2. Indivisibilité du périmètre et de la présentation : Le tribunal a affirmé que les modalités d'assignation, y compris le périmètre de circulation et la fréquence de présentation, sont "indivisibles du principe même de l'assignation à résidence", faisant écho aux finalités de contrôle de l'administration sur les individus assignés.

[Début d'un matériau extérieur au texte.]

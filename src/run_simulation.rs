/*
MIT License
Copyright (c)  Germán Molina
Permission is hereby granted, free of charge, to any person obtaining a copy
of this software and associated documentation files (the "Software"), to deal
in the Software without restriction, including without limitation the rights
to use, copy, modify, merge, publish, distribute, sublicense, and/or sell
copies of the Software, and to permit persons to whom the Software is
furnished to do so, subject to the following conditions:
The above copyright notice and this permission notice shall be included in all
copies or substantial portions of the Software.
THE SOFTWARE IS PROVIDED "AS IS", WITHOUT WARRANTY OF ANY KIND, EXPRESS OR
IMPLIED, INCLUDING BUT NOT LIMITED TO THE WARRANTIES OF MERCHANTABILITY,
FITNESS FOR A PARTICULAR PURPOSE AND NONINFRINGEMENT. IN NO EVENT SHALL THE
AUTHORS OR COPYRIGHT HOLDERS BE LIABLE FOR ANY CLAIM, DAMAGES OR OTHER
LIABILITY, WHETHER IN AN ACTION OF CONTRACT, TORT OR OTHERWISE, ARISING FROM,
OUT OF OR IN CONNECTION WITH THE SOFTWARE OR THE USE OR OTHER DEALINGS IN THE
SOFTWARE.
*/

use crate::Float;
use calendar::Period;
use clap::Parser;
use communication::{MetaOptions, SimulationModel};
use heat::{ThermalModel, ThermalModelOptions};
use model::{Model, SimulationStateHeader};
use std::borrow::Borrow;
use std::fs;
use utils::{round_away, ProgressBar};
use weather::Weather;

/// The options we can pass to the simulation
#[derive(Parser, Default)]
#[clap(author, version, about, long_about = None)]
pub struct SimOptions {
    /// The input building file (JSON/JSON5)
    #[clap(short = 'i')]
    pub input_file: String,

    /// The weather-series file (JSON, as produced by the weather
    /// pre-processor)
    #[clap(short = 'w')]
    pub weather_file: String,

    /// Specifies the path to which to write the results.
    /// If none is given, STDOUT is used
    #[clap(short = 'o')]
    pub output: Option<String>,

    /// The number of timesteps per hour in the simulation
    #[clap(short = 'n')]
    pub n: usize,
}

struct PreProcessData {
    sim_period: Period,
    full_header: Vec<String>,
    model: ThermalModel,
    weather: Weather,
}

fn pre_process(
    model: &Model,
    options: &SimOptions,
    state_header: &mut SimulationStateHeader,
) -> Result<PreProcessData, String> {
    if options.n == 0 {
        return Err("Parameter 'n' should be larger than 0".to_string());
    }
    let dt = 60. * 60. / options.n as Float;

    // Load weather
    let s = match fs::read_to_string(&options.weather_file) {
        Ok(v) => v,
        Err(_) => {
            return Err(format!(
                "Could not read weather file '{}'",
                options.weather_file
            ))
        }
    };
    let mut weather: Weather = serde_json::from_str(&s).map_err(|e| format!("{}", e))?;
    if weather.data.is_empty() {
        return Err(format!(
            "Weather file '{}' contains no data",
            options.weather_file
        ));
    }
    weather.sort_data();

    let start = weather.data[0].date;
    let end = weather.data[weather.data.len() - 1].date;
    let sim_period = Period::new(start, end, dt);

    let meta_options = MetaOptions {
        latitude: weather.location.latitude.to_radians(),
        longitude: weather.location.longitude.to_radians(),
        standard_meridian: (weather.location.timezone * 15.).to_radians(),
        elevation: weather.location.elevation,
    };

    // Create physics model
    let physics_model = ThermalModel::new(
        &meta_options,
        ThermalModelOptions::default(),
        model,
        state_header,
        options.n,
    )?;

    // Collect variables we need to report
    let full_header: Vec<String> = state_header
        .elements
        .iter()
        .map(|x| x.stringify(model))
        .collect();

    Ok(PreProcessData {
        sim_period,
        full_header,
        weather,
        model: physics_model,
    })
}

/// This function drives the simulation, after having parsed and
/// built the building and its state: it marches the whole weather
/// period, writing one CSV row per timestep into `out`.
pub fn run<T, M>(
    model: M,
    state_header: &mut SimulationStateHeader,
    options: &SimOptions,
    mut out: T,
) -> Result<(), String>
where
    T: std::io::Write,
    M: Borrow<Model>,
{
    let pre_process_data = pre_process(model.borrow(), options, state_header)?;

    let mut state = state_header
        .take_values()
        .ok_or("Could not take values from SimulationStateHeader")?;

    let mut memory = pre_process_data.model.allocate_memory()?;

    // Write header
    out.write_all(b"Date")
        .map_err(|e| format!("Could not write to output (header): {}", e))?;
    for column in pre_process_data.full_header.iter() {
        out.write_all(format!(",{}", column).as_bytes())
            .map_err(|e| format!("Could not write to output (header): {}", e))?;
    }
    out.write_all(b"\n")
        .map_err(|e| format!("Could not write to output (header newline): {}", e))?;

    /* ************************************ */
    /* SIMULATE THE WHOLE SIMULATION PERIOD */
    /* ************************************ */
    let progress = ProgressBar::new(pre_process_data.sim_period.n_steps());
    for date in pre_process_data.sim_period {
        // Physics
        pre_process_data.model.march(
            date,
            &pre_process_data.weather,
            model.borrow(),
            &mut state,
            &mut memory,
        )?;
        progress.tic();

        // Print all the values in the state
        out.write_all(format!("{}", date).as_bytes())
            .map_err(|e| format!("Could not write to output (date '{}'): {}", date, e))?;
        for i in 0..state.len() {
            let v = round_away(state[i], 3);
            out.write_all(format!(",{:.3}", v).as_bytes())
                .map_err(|e| format!("Could not write to output (data): {}", e))?;
        }
        out.write_all(b"\n")
            .map_err(|e| format!("Could not write to output (newline): {}", e))?;
    }
    progress.done();

    Ok(())
}

/***********/
/* TESTING */
/***********/
/*
MIT License
Copyright (c)  Germán Molina
Permission is hereby granted, free of charge, to any person obtaining a copy
of this software and associated documentation files (the "Software"), to deal
in the Software without restriction, including without limitation the rights
to use, copy, modify, merge, publish, distribute, sublicense, and/or sell
copies of the Software, and to permit persons to whom the Software is
furnished to do so, subject to the following conditions:
The above copyright notice and this permission notice shall be included in all
copies or substantial portions of the Software.
THE SOFTWARE IS PROVIDED "AS IS", WITHOUT WARRANTY OF ANY KIND, EXPRESS OR
IMPLIED, INCLUDING BUT NOT LIMITED TO THE WARRANTIES OF MERCHANTABILITY,
FITNESS FOR A PARTICULAR PURPOSE AND NONINFRINGEMENT. IN NO EVENT SHALL THE
AUTHORS OR COPYRIGHT HOLDERS BE LIABLE FOR ANY CLAIM, DAMAGES OR OTHER
LIABILITY, WHETHER IN AN ACTION OF CONTRACT, TORT OR OTHERWISE, ARISING FROM,
OUT OF OR IN CONNECTION WITH THE SOFTWARE OR THE USE OR OTHER DEALINGS IN THE
SOFTWARE.
*/

#![deny(missing_docs)]

//! The coupled heat-and-moisture balance solver.
//!
//! Transient conduction through each wall is reduced to a handful of
//! exponentially-decaying response terms, which keeps every surface
//! temperature a *linear* function of its room's air temperature. That
//! linearity lets each timestep eliminate the surfaces and solve a
//! dense system sized by the number of rooms, coupled—through a
//! bounded fixed-point iteration—with the discrete choice of each
//! room's HVAC operating mode.

/// The kind of Floating point number used in the
/// library... the `"float"` feature means it becomes `f32`
/// and `f64` is used otherwise.
#[cfg(feature = "float")]
pub type Float = f32;

/// The kind of Floating point number used in the
/// library... the `"float"` feature means it becomes `f32`
/// and `f64` is used otherwise.
#[cfg(not(feature = "float"))]
pub type Float = f64;

/// The response-factor recurrence and the arena storing every
/// surface's thermal memory.
pub mod response;

/// Reduces a construction's layer stack to a 1-D thermal network and
/// fits response factors to its step responses.
pub mod discretization;

/// Moist-air property relations.
pub mod psychrometrics;

/// Fanger-comfort calculations for deriving operative-temperature
/// setpoints.
pub mod comfort;

/// The per-room equipment and the operating-mode decision.
pub mod hvac;

/// Walls, windows, floors and roofs as the balance solver sees them.
pub mod surface;

/// Rooms as the balance solver sees them.
pub mod zone;

/// The main thermal model, which manages the whole time-marching
/// solution.
pub mod model;

pub use crate::model::{RoomSchedules, ThermalAlloc, ThermalModel, ThermalModelOptions};
pub use crate::response::ResponseArena;
pub use crate::surface::ThermalSurface;
pub use crate::zone::ThermalZone;
/*
MIT License
Copyright (c)  Germán Molina
Permission is hereby granted, free of charge, to any person obtaining a copy
of this software and associated documentation files (the "Software"), to deal
in the Software without restriction, including without limitation the rights
to use, copy, modify, merge, publish, distribute, sublicense, and/or sell
copies of the Software, and to permit persons to whom the Software is
furnished to do so, subject to the following conditions:
The above copyright notice and this permission notice shall be included in all
copies or substantial portions of the Software.
THE SOFTWARE IS PROVIDED "AS IS", WITHOUT WARRANTY OF ANY KIND, EXPRESS OR
IMPLIED, INCLUDING BUT NOT LIMITED TO THE WARRANTIES OF MERCHANTABILITY,
FITNESS FOR A PARTICULAR PURPOSE AND NONINFRINGEMENT. IN NO EVENT SHALL THE
AUTHORS OR COPYRIGHT HOLDERS BE LIABLE FOR ANY CLAIM, DAMAGES OR OTHER
LIABILITY, WHETHER IN AN ACTION OF CONTRACT, TORT OR OTHERWISE, ARISING FROM,
OUT OF OR IN CONNECTION WITH THE SOFTWARE OR THE USE OR OTHER DEALINGS IN THE
SOFTWARE.
*/

use crate::Float;
use serde::{Deserialize, Serialize};

/// The reduced-order representation of transient conduction through a
/// construction: a set of first-order decay terms, each with a common
/// ratio and one gain per excitation.
///
/// The interior surface temperature of a wall is the sum, over terms,
/// of accumulators that obey
///
/// ```math
/// \theta_m(t) = g_m u(t) + r_m \theta_m(t-1)
/// ```
///
/// where $`u`$ is the excitation. Two excitations drive each wall: the
/// heat flux into its interior surface (gains `flux_gains`, in m2 K/W)
/// and the equivalent temperature on its exterior side (dimensionless
/// gains `exterior_gains`).
///
/// Under a constant excitation each accumulator tends to
/// $`g_m u/(1-r_m)`$; the summed fixed points are therefore the
/// steady-state responses: [`ResponseFactors::steady_flux_response`]
/// should equal the interior-to-exterior resistance and
/// [`ResponseFactors::steady_exterior_response`] should be 1.
///
/// ## Example (in `.json`)
/// ```json
/// {
///     "ratios": [0.9],
///     "flux_gains": [0.05],
///     "exterior_gains": [0.1]
/// }
/// ```
#[derive(Debug, Clone, Serialize, Deserialize, PartialEq, Default)]
#[serde(deny_unknown_fields)]
pub struct ResponseFactors {
    /// The common ratio of each decay term. Each must be in `[0, 1)`
    pub ratios: Vec<Float>,

    /// The gain of each term for the interior-flux excitation,
    /// in m2 K/W
    pub flux_gains: Vec<Float>,

    /// The gain of each term for the exterior equivalent-temperature
    /// excitation (dimensionless)
    pub exterior_gains: Vec<Float>,
}

impl ResponseFactors {
    /// The number of decay terms
    pub fn n_terms(&self) -> usize {
        self.ratios.len()
    }

    /// The immediate response to the interior flux, in m2 K/W: the sum
    /// of the flux gains
    pub fn flux_gain_sum(&self) -> Float {
        self.flux_gains.iter().sum()
    }

    /// The immediate response to the exterior equivalent temperature:
    /// the sum of the exterior gains
    pub fn exterior_gain_sum(&self) -> Float {
        self.exterior_gains.iter().sum()
    }

    /// The steady-state response to a constant unit interior flux,
    /// in m2 K/W
    pub fn steady_flux_response(&self) -> Float {
        self.ratios
            .iter()
            .zip(self.flux_gains.iter())
            .map(|(r, g)| g / (1. - r))
            .sum()
    }

    /// The steady-state response to a constant unit exterior
    /// equivalent temperature
    pub fn steady_exterior_response(&self) -> Float {
        self.ratios
            .iter()
            .zip(self.exterior_gains.iter())
            .map(|(r, g)| g / (1. - r))
            .sum()
    }

    /// Checks that the factors are usable: every ratio in `[0, 1)` and
    /// one gain per ratio in both excitation series. A ratio outside
    /// that range means the input thermal model is unstable, which is
    /// not recoverable at runtime.
    pub fn validate(&self) -> Result<(), String> {
        if self.ratios.is_empty() {
            return Err("ResponseFactors have no decay terms".to_string());
        }
        if self.flux_gains.len() != self.ratios.len()
            || self.exterior_gains.len() != self.ratios.len()
        {
            return Err(format!(
                "ResponseFactors shape mismatch... {} ratios, {} flux gains, {} exterior gains",
                self.ratios.len(),
                self.flux_gains.len(),
                self.exterior_gains.len()
            ));
        }
        for (m, r) in self.ratios.iter().enumerate() {
            if !(0. ..1.).contains(r) {
                return Err(format!(
                    "Response ratio of term {} is {}... ratios must be in [0,1)",
                    m, r
                ));
            }
        }
        Ok(())
    }
}

/***********/
/* TESTING */
/***********/
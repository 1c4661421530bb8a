/*
MIT License
Copyright (c)  Germán Molina
Permission is hereby granted, free of charge, to any person obtaining a copy
of this software and associated documentation files (the "Software"), to deal
in the Software without restriction, including without limitation the rights
to use, copy, modify, merge, publish, distribute, sublicense, and/or sell
copies of the Software, and to permit persons to whom the Software is
furnished to do so, subject to the following conditions:
The above copyright notice and this permission notice shall be included in all
copies or substantial portions of the Software.
THE SOFTWARE IS PROVIDED "AS IS", WITHOUT WARRANTY OF ANY KIND, EXPRESS OR
IMPLIED, INCLUDING BUT NOT LIMITED TO THE WARRANTIES OF MERCHANTABILITY,
FITNESS FOR A PARTICULAR PURPOSE AND NONINFRINGEMENT. IN NO EVENT SHALL THE
AUTHORS OR COPYRIGHT HOLDERS BE LIABLE FOR ANY CLAIM, DAMAGES OR OTHER
LIABILITY, WHETHER IN AN ACTION OF CONTRACT, TORT OR OTHERWISE, ARISING FROM,
OUT OF OR IN CONNECTION WITH THE SOFTWARE OR THE USE OR OTHER DEALINGS IN THE
SOFTWARE.
*/

use crate::Float;
use calendar::Date;
use serde::{Deserialize, Serialize};

/// The weather conditions at a particular moment, as consumed by the
/// thermal model. Solar geometry is resolved outside of the simulation:
/// surfaces carry static incidence coefficients applied to the global
/// horizontal irradiance reported here.
#[derive(Default, Debug, Clone, Copy, PartialEq, Serialize, Deserialize)]
pub struct CurrentWeather {
    /// The date of the current weather
    pub date: Date,

    /// Exterior dry bulb temperature, in C
    pub dry_bulb_temperature: Float,

    /// Exterior relative humidity, in fractions (0-1)
    pub relative_humidity: Float,

    /// Global horizontal solar irradiance, in W/m2
    pub global_horizontal_radiation: Float,
}

impl CurrentWeather {
    /// Interpolates the data between two weather lines
    pub fn interpolate(&self, other: &Self, x: Float) -> Self {
        let interp = |a: Float, b: Float| a + x * (b - a);
        Self {
            date: self.date.interpolate(other.date, x),
            dry_bulb_temperature: interp(
                self.dry_bulb_temperature,
                other.dry_bulb_temperature,
            ),
            relative_humidity: interp(self.relative_humidity, other.relative_humidity),
            global_horizontal_radiation: interp(
                self.global_horizontal_radiation,
                other.global_horizontal_radiation,
            ),
        }
    }
}

/***********/
/* TESTING */
/***********/

#[cfg(test)]
mod testing {
    use super::*;

    #[test]
    fn test_interpolate() {
        let one = CurrentWeather {
            date: Date {
                month: 1,
                day: 1,
                hour: 0.0,
            },
            dry_bulb_temperature: 22.,
            relative_humidity: 0.4,
            global_horizontal_radiation: 0.,
        };
        let other = CurrentWeather {
            date: Date {
                month: 1,
                day: 1,
                hour: 1.0,
            },
            dry_bulb_temperature: 33.,
            relative_humidity: 0.6,
            global_horizontal_radiation: 100.,
        };

        let mid = one.interpolate(&other, 0.5);
        assert!((mid.dry_bulb_temperature - 27.5).abs() < 1e-6);
        assert!((mid.relative_humidity - 0.5).abs() < 1e-6);
        assert!((mid.global_horizontal_radiation - 50.).abs() < 1e-6);
        assert!((mid.date.hour - 0.5).abs() < 1e-6);
    }
}
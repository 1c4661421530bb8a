/*
MIT License
Copyright (c)  Germán Molina
Permission is hereby granted, free of charge, to any person obtaining a copy
of this software and associated documentation files (the "Software"), to deal
in the Software without restriction, including without limitation the rights
to use, copy, modify, merge, publish, distribute, sublicense, and/or sell
copies of the Software, and to permit persons to whom the Software is
furnished to do so, subject to the following conditions:
The above copyright notice and this permission notice shall be included in all
copies or substantial portions of the Software.
THE SOFTWARE IS PROVIDED "AS IS", WITHOUT WARRANTY OF ANY KIND, EXPRESS OR
IMPLIED, INCLUDING BUT NOT LIMITED TO THE WARRANTIES OF MERCHANTABILITY,
FITNESS FOR A PARTICULAR PURPOSE AND NONINFRINGEMENT. IN NO EVENT SHALL THE
AUTHORS OR COPYRIGHT HOLDERS BE LIABLE FOR ANY CLAIM, DAMAGES OR OTHER
LIABILITY, WHETHER IN AN ACTION OF CONTRACT, TORT OR OTHERWISE, ARISING FROM,
OUT OF OR IN CONNECTION WITH THE SOFTWARE OR THE USE OR OTHER DEALINGS IN THE
SOFTWARE.
*/

#![deny(missing_docs)]

//! The main `hygrotherm` simulation crate, combining every other
//! member of the workspace.
//!
//! It drives the coupled heat-and-moisture model of the `heat` crate
//! across a weather series, one timestep at a time, and reports the
//! resulting room and surface states as CSV.

/// The kind of Floating point number used in the
/// library... the `"float"` feature means it becomes `f32`
/// and `f64` is used otherwise.
#[cfg(feature = "float")]
pub type Float = f32;

/// The kind of Floating point number used in the
/// library... the `"float"` feature means it becomes `f32`
/// and `f64` is used otherwise.
#[cfg(not(feature = "float"))]
pub type Float = f64;

/// A module with some useful functions to run a simulation
pub mod run_simulation;

// Re-exports
pub use calendar::{Date, Period};
pub use communication::{MetaOptions, SimulationModel};
pub use heat::{ThermalModel, ThermalModelOptions};
pub use matrix::Matrix;
pub use model;
pub use model::{Model, SimulationState, SimulationStateElement, SimulationStateHeader, *};
pub use schedule::*;
pub use weather::{CurrentWeather, Location, SyntheticWeather, Weather, WeatherTrait};
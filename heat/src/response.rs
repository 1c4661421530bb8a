/*
MIT License
Copyright (c)  Germán Molina
Permission is hereby granted, free of charge, to any person obtaining a copy
of this software and associated documentation files (the "Software"), to deal
in the Software without restriction, including without limitation the rights
to use, copy, modify, merge, publish, distribute, sublicense, and/or sell
copies of the Software, and to permit persons to whom the Software is
furnished to do so, subject to the following conditions:
The above copyright notice and this permission notice shall be included in all
copies or substantial portions of the Software.
THE SOFTWARE IS PROVIDED "AS IS", WITHOUT WARRANTY OF ANY KIND, EXPRESS OR
IMPLIED, INCLUDING BUT NOT LIMITED TO THE WARRANTIES OF MERCHANTABILITY,
FITNESS FOR A PARTICULAR PURPOSE AND NONINFRINGEMENT. IN NO EVENT SHALL THE
AUTHORS OR COPYRIGHT HOLDERS BE LIABLE FOR ANY CLAIM, DAMAGES OR OTHER
LIABILITY, WHETHER IN AN ACTION OF CONTRACT, TORT OR OTHERWISE, ARISING FROM,
OUT OF OR IN CONNECTION WITH THE SOFTWARE OR THE USE OR OTHER DEALINGS IN THE
SOFTWARE.
*/

use crate::Float;

/// Advances the accumulators of one excitation series by one step:
///
/// ```math
/// \theta_m \leftarrow g_m u + r_m \theta_m
/// ```
///
/// The three slices must be of the same length.
pub fn advance(theta: &mut [Float], gains: &[Float], ratios: &[Float], u: Float) {
    debug_assert_eq!(theta.len(), gains.len());
    debug_assert_eq!(theta.len(), ratios.len());
    for ((t, g), r) in theta.iter_mut().zip(gains.iter()).zip(ratios.iter()) {
        *t = g * u + r * *t;
    }
}

/// The decayed contribution of past excitations,
/// $`\sum_m r_m \theta_m`$: what the accumulators will add to the
/// surface temperature this step before the current excitation is
/// known.
pub fn history(theta: &[Float], ratios: &[Float]) -> Float {
    debug_assert_eq!(theta.len(), ratios.len());
    theta
        .iter()
        .zip(ratios.iter())
        .map(|(t, r)| r * t)
        .sum()
}

/// Sets the accumulators to the fixed point of a constant excitation
/// `u`, i.e., $`\theta_m = g_m u / (1 - r_m)`$. Used to warm the
/// simulation up at a defined state instead of a cold start.
pub fn warm_up(theta: &mut [Float], gains: &[Float], ratios: &[Float], u: Float) {
    debug_assert_eq!(theta.len(), gains.len());
    debug_assert_eq!(theta.len(), ratios.len());
    for ((t, g), r) in theta.iter_mut().zip(gains.iter()).zip(ratios.iter()) {
        *t = g * u / (1. - r);
    }
}

/// The thermal memory of every surface in the model, stored as one
/// flat table rather than a graph of objects.
///
/// Each surface owns one contiguous block holding its interior-flux
/// accumulators followed by its exterior-temperature accumulators.
/// The arena is mutated exactly once per step, after the step's
/// balance has converged.
#[derive(Debug, Clone)]
pub struct ResponseArena {
    offsets: Vec<usize>,
    n_terms: Vec<usize>,
    data: Vec<Float>,
}

impl ResponseArena {
    /// Creates an arena for surfaces with the given number of decay
    /// terms each, zero-initialized
    pub fn new(terms_per_surface: &[usize]) -> Self {
        let mut offsets = Vec::with_capacity(terms_per_surface.len());
        let mut total = 0;
        for n in terms_per_surface {
            offsets.push(total);
            total += 2 * n;
        }
        Self {
            offsets,
            n_terms: terms_per_surface.to_vec(),
            data: vec![0.0; total],
        }
    }

    /// The number of surfaces in the arena
    pub fn len(&self) -> usize {
        self.offsets.len()
    }

    /// Checks whether the arena holds no surface
    pub fn is_empty(&self) -> bool {
        self.offsets.is_empty()
    }

    /// The accumulators of surface `i`, as
    /// `(interior flux series, exterior temperature series)`
    pub fn surface(&self, i: usize) -> (&[Float], &[Float]) {
        let ini = self.offsets[i];
        let n = self.n_terms[i];
        (&self.data[ini..ini + n], &self.data[ini + n..ini + 2 * n])
    }

    /// The mutable accumulators of surface `i`, as
    /// `(interior flux series, exterior temperature series)`
    pub fn surface_mut(&mut self, i: usize) -> (&mut [Float], &mut [Float]) {
        let ini = self.offsets[i];
        let n = self.n_terms[i];
        let block = &mut self.data[ini..ini + 2 * n];
        block.split_at_mut(n)
    }
}

/***********/
/* TESTING */
/***********/

#[cfg(test)]
mod testing {
    use super::*;

    #[test]
    fn test_zero_flux_decays_to_zero() {
        let ratios = [0.9, 0.5, 0.0];
        let gains = [0.05, 0.01, 0.002];
        let mut theta = [3.0, -2.0, 1.0];
        for _ in 0..1000 {
            advance(&mut theta, &gains, &ratios, 0.0);
        }
        for t in theta {
            assert!(t.abs() < 1e-20, "found {}", t);
        }
    }

    #[test]
    fn test_constant_flux_fixed_point() {
        let ratios = [0.9, 0.5];
        let gains = [0.05, 0.01];
        let q = 100.;
        let mut theta = [0.0, 0.0];
        for _ in 0..1000 {
            advance(&mut theta, &gains, &ratios, q);
        }
        assert!((theta[0] - 0.05 * q / 0.1).abs() < 1e-9);
        assert!((theta[1] - 0.01 * q / 0.5).abs() < 1e-9);

        // warm_up jumps straight to the same place
        let mut warm = [0.0, 0.0];
        warm_up(&mut warm, &gains, &ratios, q);
        assert!((warm[0] - theta[0]).abs() < 1e-9);
        assert!((warm[1] - theta[1]).abs() < 1e-9);

        // and the fixed point is indeed fixed
        advance(&mut warm, &gains, &ratios, q);
        assert!((warm[0] - theta[0]).abs() < 1e-9);
    }

    #[test]
    fn test_history_plus_gains_is_next_sum() {
        let ratios = [0.8, 0.3];
        let gains = [0.04, 0.02];
        let mut theta = [1.0, 0.5];
        let u = 7.;

        let expected = history(&theta, &ratios) + (gains[0] + gains[1]) * u;
        advance(&mut theta, &gains, &ratios, u);
        let total: Float = theta.iter().sum();
        assert!((total - expected).abs() < 1e-12);
    }

    #[test]
    fn test_arena_layout() {
        let mut arena = ResponseArena::new(&[3, 1, 2]);
        assert_eq!(arena.len(), 3);
        assert!(!arena.is_empty());

        {
            let (flux, ext) = arena.surface_mut(1);
            assert_eq!(flux.len(), 1);
            assert_eq!(ext.len(), 1);
            flux[0] = 1.5;
            ext[0] = -1.5;
        }
        // neighbours are untouched
        let (flux, ext) = arena.surface(0);
        assert!(flux.iter().chain(ext.iter()).all(|v| *v == 0.0));
        let (flux, ext) = arena.surface(2);
        assert!(flux.iter().chain(ext.iter()).all(|v| *v == 0.0));

        let (flux, ext) = arena.surface(1);
        assert_eq!(flux[0], 1.5);
        assert_eq!(ext[0], -1.5);
    }
}
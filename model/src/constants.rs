/*
MIT License
Copyright (c)  Germán Molina
Permission is hereby granted, free of charge, to any person obtaining a copy
of this software and associated documentation files (the "Software"), to deal
in the Software without restriction, including without limitation the rights
to use, copy, modify, merge, publish, distribute, sublicense, and/or sell
copies of the Software, and to permit persons to whom the Software is
furnished to do so, subject to the following conditions:
The above copyright notice and this permission notice shall be included in all
copies or substantial portions of the Software.
THE SOFTWARE IS PROVIDED "AS IS", WITHOUT WARRANTY OF ANY KIND, EXPRESS OR
IMPLIED, INCLUDING BUT NOT LIMITED TO THE WARRANTIES OF MERCHANTABILITY,
FITNESS FOR A PARTICULAR PURPOSE AND NONINFRINGEMENT. IN NO EVENT SHALL THE
AUTHORS OR COPYRIGHT HOLDERS BE LIABLE FOR ANY CLAIM, DAMAGES OR OTHER
LIABILITY, WHETHER IN AN ACTION OF CONTRACT, TORT OR OTHERWISE, ARISING FROM,
OUT OF OR IN CONNECTION WITH THE SOFTWARE OR THE USE OR OTHER DEALINGS IN THE
SOFTWARE.
*/

use crate::Float;
use serde::{Deserialize, Serialize};

/// The physical constants used throughout a simulation. Built once,
/// before the run starts, and passed explicitly to every component
/// that needs them.
#[derive(Debug, Clone, Copy, Serialize, Deserialize, PartialEq)]
#[serde(default)]
pub struct PhysicalConstants {
    /// The specific heat of air, in J/kg K
    pub air_specific_heat: Float,

    /// The density of air, in kg/m3
    pub air_density: Float,

    /// The latent heat of vaporization of water, in J/kg
    pub latent_heat_of_vaporization: Float,

    /// The Stefan-Boltzmann constant, in W/m2 K4
    pub sigma: Float,
}

impl Default for PhysicalConstants {
    fn default() -> Self {
        Self {
            air_specific_heat: 1005.,
            air_density: 1.2,
            latent_heat_of_vaporization: 2_501_000.,
            sigma: 5.67e-8,
        }
    }
}

impl PhysicalConstants {
    /// The heat capacity of a volume of air, in J/K
    pub fn air_heat_capacity(&self, volume: Float) -> Float {
        self.air_density * self.air_specific_heat * volume
    }
}

/***********/
/* TESTING */
/***********/

#[cfg(test)]
mod testing {
    use super::*;

    #[test]
    fn test_defaults() {
        let c = PhysicalConstants::default();
        assert_eq!(c.air_specific_heat, 1005.);
        assert_eq!(c.air_density, 1.2);
        assert_eq!(c.latent_heat_of_vaporization, 2_501_000.);
        assert!((c.air_heat_capacity(10.) - 12060.).abs() < 1e-9);
    }
}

Interprétations et citations légales
1. Interprétation de l’article L. 561-2 : Cet article permet à l’autorité administrative d’assigner à résidence un étranger dont l’éloignement est considéré comme possible, alors même qu’il ne peut quitter immédiatement le territoire. Il indique que l’assignation peut intervenir pour les étrangers faisant l’objet d’une obligation de quitter le territoire, à condition que cette exigence soit raisonnablement applicable. La cour a ainsi mis en avant que, malgré la légitimité de l'assignation, la manière dont elle a été appliquée était problématique.
2. Article R. 561-2 : Ce texte précise que "l'autorité administrative détermine le périmètre dans lequel l'étranger assigné à résidence est autorisé à circuler". Cette précision a été interprétée par la cour comme une nécessité d'adapter la décision aux réalités pratiques de la vie de la personne concernée.
3. Notion de proximité des services de police : La décision semble confirmer la nécessité d’une accessibilité raisonnable aux services de police pour l’étranger assigné à résidence, comme le montre la mention que M. B... devait se faire conduire par sa concubine, qui avait déjà des responsabilités familiales lourdes ("qui doit par ailleurs s'occuper de ses six enfants scolarisés").
En somme, cette décision met en lumière l'importance d'une appréciation équilibrée de l'intérêt public et des droits individuels, notamment en ce qui concerne des mesures parfois considérées comme restrictives pour les étrangers en situation irrégulière.